Now, number three, I hope in every issue you will make sure that you always highlight the sorry state of religious freedom in the world today and the awful persecution believers are suffering as a result. Highlight it every issue. The reason is because the suffering is not decreasing, but it’s increasing and its people, not only of Christian faiths, but of all faiths. But we do well to highlight why religious freedom, not only that religious persecution is occurring, but why religious freedom is important. And it’s actually good nations who allow it.

A person who has done excellent work on this besides Paul Marshall is a man named Brian Grim. And Brian Grim has done some wonderful research on what he calls the social utility of religious freedom and how it’s good for countries. And here’s what he says, “The empirical data are clear on two points. First, religious freedom is part of the bundled commodities,” He calls them the bundled commodities of human freedoms, “That energize broader, productive participation in civil society by all religious groups which is conducive to the consolidation of democracy and social economic progress.” Secondly, he says, “Religious freedom reduces conflict and increases security by, among other things, removing grievances religious groups have toward governments and their fellow citizens.” In summary, Brian Grim says, religious freedom promotes stability. It helps to consolidate democracy and it lessens religious violence. Based on an analysis of all the data, it is clear that religious freedom is much more than an American pet peeve. Religious freedom is a universal aspiration. So, I encourage you to at least every issue to highlight religious persecution and the need for religious freedom.

Finally, in number four, I think it’s important for us to learn to develop, in whatever our vocation is, to learn to develop what I like to call Augustinian sensibility as we go about our work. Here’s what I mean: while affirming our responsibilities and obligations to the city of man, we need to remember that our true home is the City of God which is to come. So, while living in this earthly city we are to pursue temporal goals and to pursue justice. Parenthetically, Augustine said, “Remove justice and what are kingdoms but gangs of criminals on a larger scale.” We need to pursue justice but we always need to be doing it with a keen sense of who we are and [an] awareness of the fragile character of our earthly communities and our earthly alliances.

We would do well to be reminded that in this world filled with profound suffering and terrible disorders, we can strive to maintain and to create an order that approximates justice and to work for fervently to prevent the very worst from happening. For instance, one of the most difficult concepts for religiously motivated political activists to grasp are these four words: Now, but not yet. Now, but not yet. The kingdom of God has entered this age now, but the final kingdom has not come, yet. Keeping this in mind is very important as we go about our business of being faithful Christian citizens [in] our various vocations and callings and having an Augustinian sensibility will give us a spiritual and emotional balance and perspective as we remind ourselves constantly that we live now at the intersection of the ages between the city of man and the City of God that is to come.

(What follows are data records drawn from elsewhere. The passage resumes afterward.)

//! Template-based fragment rendering
//!
//! Uses MiniJinja with embedded templates, one per synthesis step kind.
//! Undefined behavior is strict: a template touching a context value
//! that is absent fails the render instead of emitting an empty string,
//! which is how missing requirements surface as synthesis failures.

use minijinja::{Environment, UndefinedBehavior};
use serde::Serialize;
use std::sync::OnceLock;

use crate::error::Error;

// Embedded templates (compiled into the binary)
mod embedded {
    pub const SCAFFOLD: &str = include_str!("../templates/fragments/scaffold.jinja");
    pub const IMPORTS: &str = include_str!("../templates/fragments/imports.jinja");
    pub const FIELDS: &str = include_str!("../templates/fragments/fields.jinja");
    pub const FEATURES: &str = include_str!("../templates/fragments/features.jinja");
    pub const STYLES: &str = include_str!("../templates/fragments/styles.jinja");
    pub const TESTS: &str = include_str!("../templates/fragments/tests.jinja");
    pub const NOTE: &str = include_str!("../templates/fragments/note.jinja");
}

/// Template engine singleton
static ENGINE: OnceLock<Environment<'static>> = OnceLock::new();

fn init_engine() -> Environment<'static> {
    let mut env = Environment::new();
    env.set_undefined_behavior(UndefinedBehavior::Strict);

    env.add_filter("pascal_case", pascal_case);
    env.add_filter("camel_case", camel_case);
    env.add_filter("indent", indent);

    for (name, source) in [
        ("fragments/scaffold.jinja", embedded::SCAFFOLD),
        ("fragments/imports.jinja", embedded::IMPORTS),
        ("fragments/fields.jinja", embedded::FIELDS),
        ("fragments/features.jinja", embedded::FEATURES),
        ("fragments/styles.jinja", embedded::STYLES),
        ("fragments/tests.jinja", embedded::TESTS),
        ("fragments/note.jinja", embedded::NOTE),
    ] {
        env.add_template(name, source)
            .unwrap_or_else(|e| panic!("Failed to load embedded template {}: {}", name, e));
    }

    env
}

/// Get the global template engine
pub fn engine() -> &'static Environment<'static> {
    ENGINE.get_or_init(init_engine)
}

/// Render one fragment template with the given context
pub fn render_fragment<S: Serialize>(name: &str, ctx: &S) -> Result<String, Error> {
    let template = engine()
        .get_template(name)
        .map_err(|e| Error::Template(format!("template not found: {}", e)))?;
    template
        .render(ctx)
        .map_err(|e| Error::Template(format!("render of {} failed: {}", name, e)))
}

/// Convert an identifier to PascalCase, splitting on `_`, `-`, `.` and
/// spaces
pub fn pascal_case(value: &str) -> String {
    value
        .split(|c: char| !c.is_alphanumeric())
        .filter(|word| !word.is_empty())
        .map(|word| {
            let mut chars = word.chars();
            match chars.next() {
                Some(c) => c.to_uppercase().chain(chars).collect::<String>(),
                None => String::new(),
            }
        })
        .collect()
}

/// Convert an identifier to camelCase
pub fn camel_case(value: &str) -> String {
    let pascal = pascal_case(value);
    let mut chars = pascal.chars();
    match chars.next() {
        Some(c) => c.to_lowercase().chain(chars).collect(),
        None => String::new(),
    }
}

/// Add indentation to each non-empty line
fn indent(value: &str, spaces: usize) -> String {
    let indent_str = " ".repeat(spaces);
    value
        .lines()
        .map(|line| {
            if line.is_empty() {
                line.to_string()
            } else {
                format!("{}{}", indent_str, line)
            }
        })
        .collect::<Vec<_>>()
        .join("\n")
}

#[cfg(test)]
mod tests {
    use super::*;
    use pretty_assertions::assert_eq;
    use rstest::rstest;

    #[test]
    fn test_engine_has_all_fragments() {
        let env = engine();
        for name in [
            "fragments/scaffold.jinja",
            "fragments/imports.jinja",
            "fragments/fields.jinja",
            "fragments/features.jinja",
            "fragments/styles.jinja",
            "fragments/tests.jinja",
            "fragments/note.jinja",
        ] {
            assert!(env.get_template(name).is_ok(), "missing {}", name);
        }
    }

    #[rstest]
    #[case("form", "Form")]
    #[case("user-profile", "UserProfile")]
    #[case("nav_bar", "NavBar")]
    #[case("tailwind.layout.grid", "TailwindLayoutGrid")]
    fn test_pascal_case(#[case] input: &str, #[case] expected: &str) {
        assert_eq!(pascal_case(input), expected);
    }

    #[rstest]
    #[case("form", "form")]
    #[case("user-profile", "userProfile")]
    #[case("NavBar", "navBar")]
    fn test_camel_case(#[case] input: &str, #[case] expected: &str) {
        assert_eq!(camel_case(input), expected);
    }

    #[test]
    fn test_strict_undefined_fails_render() {
        #[derive(serde::Serialize)]
        struct Empty {}

        let result = render_fragment("fragments/note.jinja", &Empty {});
        assert!(result.is_err());
    }
}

Living our lives at the intersection between the city of man and the City of God means we will always want to develop what the sociologist John Murray Cuddihy called an ascetic for the interim. An ascetic for the interim while living between the times will encourage patience and put a ban on all ostentation and triumphalism for the time being. This will cause us, I believe, to become Christian realists and not Christian cynics. We will realize that in this life there will never be [a] return to paradise. There will never be utopia and there will never ever be an end to all our friction and strife this side of the coming kingdom. Thank you very much.